Sending confidential information via email is convenient, but it’s also risky because it is easy to accidentally send information to the wrong person or to share it with more people than intended.

In one case, the Information Commissioner fined an NHS organisation £70,000 after a consultant’s letter was emailed to the wrong patient who had a similar name to the patient who should have received the email.

Another common pitfall when using email is sending an email to a group of patients using the ‘to’ or ‘CC’ section, instead of blind copying the recipients. This breaches confidentiality because all the recipients can see each other’s email addresses, it reveals who is on the mailing list and depending on the content of the email it can also reveal the service being offered to that patient. For example, if the email is regarding a particular vaccination.

It’s important to take extra care when sending emails to prevent these easy mistakes from happening. Take your time, avoid using ‘auto select’ functions where it could be easy to click the wrong address and always review the email before pressing send.

2. Data storage

Practices are responsible under the Data Protection Act to ensure that patient information is held securely and protected from unauthorised or unlawful processing.

You might wish to take advice from IT specialists on ensuring security of patients’ digital records. In reality no system will ever be 100% secure, but if there does happen to be an unauthorised disclosure of information you will need to be able to justify the steps you have taken to prevent the confidentiality breach.

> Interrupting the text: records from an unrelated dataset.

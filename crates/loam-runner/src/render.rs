//! Terminal rendering of world snapshots.
//!
//! One glyph per cell, top row first so the printout matches the world's
//! orientation (`y` increases upward).

use loam_types::{CellSnapshot, ParticleKind, WorldSnapshot};

/// The glyph used for one material kind.
pub const fn glyph_of(kind: ParticleKind) -> char {
    match kind {
        ParticleKind::Air => ' ',
        ParticleKind::Boundary => '#',
        ParticleKind::Water => '~',
        ParticleKind::Steam => '\'',
        ParticleKind::Soil => '.',
        ParticleKind::Grass => '"',
        ParticleKind::Compost => ',',
        ParticleKind::DeadPlant => 'x',
        ParticleKind::Bark => '|',
    }
}

/// Renders a snapshot as one string, rows separated by newlines, top row
/// first.
pub fn render(snapshot: &WorldSnapshot) -> String {
    let width = usize::try_from(snapshot.width).unwrap_or(0);
    let height = usize::try_from(snapshot.height).unwrap_or(0);
    let mut out = String::with_capacity(height.saturating_mul(width.saturating_add(1)));
    for y in (0..height).rev() {
        for x in 0..width {
            let glyph = snapshot
                .cells
                .get(y.saturating_mul(width).saturating_add(x))
                .map_or('?', |cell: &CellSnapshot| glyph_of(cell.kind));
            out.push(glyph);
        }
        out.push('\n');
    }
    out
}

Some things you can ask yourself are:

  • Is your IT system adequately protected from unauthorised access e.g. is it protected with the use of strong passwords and is the data encrypted?
  • Is your software medico-legally compliant e.g. does it allow you to produce hard copies of records?
  • Does your system provide a full audit trail?
  • Do you regularly back up your electronic records and check that your back-up is working correctly and you are able to retrieve/restore records if necessary?
  • Do you hold a back-up of your electronic files in secure off-site premises?

Read more: CQC highlights good practice in data security

3. The reception area

There are many small and simple changes that practices can make which can help to reduce the risk of confidential patient information being inadvertently shared in the reception and waiting area.

All computers at reception should be orientated facing away from the counter so patients and other visitors attending the practice are not able see any information on the screen. You could also consider purchasing privacy filters for the computer screens, which prevent others being able to view the screen from the side.  

All staff should also be aware of the potential for their conversations to be overheard by those in the waiting room. Whether it’s while speaking to patients or to each other, staff should always be mindful of being discrete and not discussing confidential or identifying information within earshot of others.

Read more: Ensuring confidentiality in reception

Confidentiality tips from the MDU:

  • Fully acquaint yourself and your colleagues with up-to-date legal requirements, along with  GMC and NHS guidance on confidentiality.
  • Nominate a person to be responsible for practices and procedures for handling confidential data.
  • Train all staff to keep information confidential and reinforce the message regularly. Write a confidentiality clause into contracts of employment.
  • Keep discussion about the clinical management of patients private and out of earshot of the public.
  • Ensure patients cannot read another patient's details on computer screens.
  • Check the identity of telephone callers asking for information about a patient, if necessary by calling them back via directory enquiries.
  • Take professional advice before connecting your computer to a network and keep a record of the advice.
  • Ensure electronic means of communication such as fax and email are secure before sending information.
  • Consider use of anonymised patient data when this might satisfy a request for information.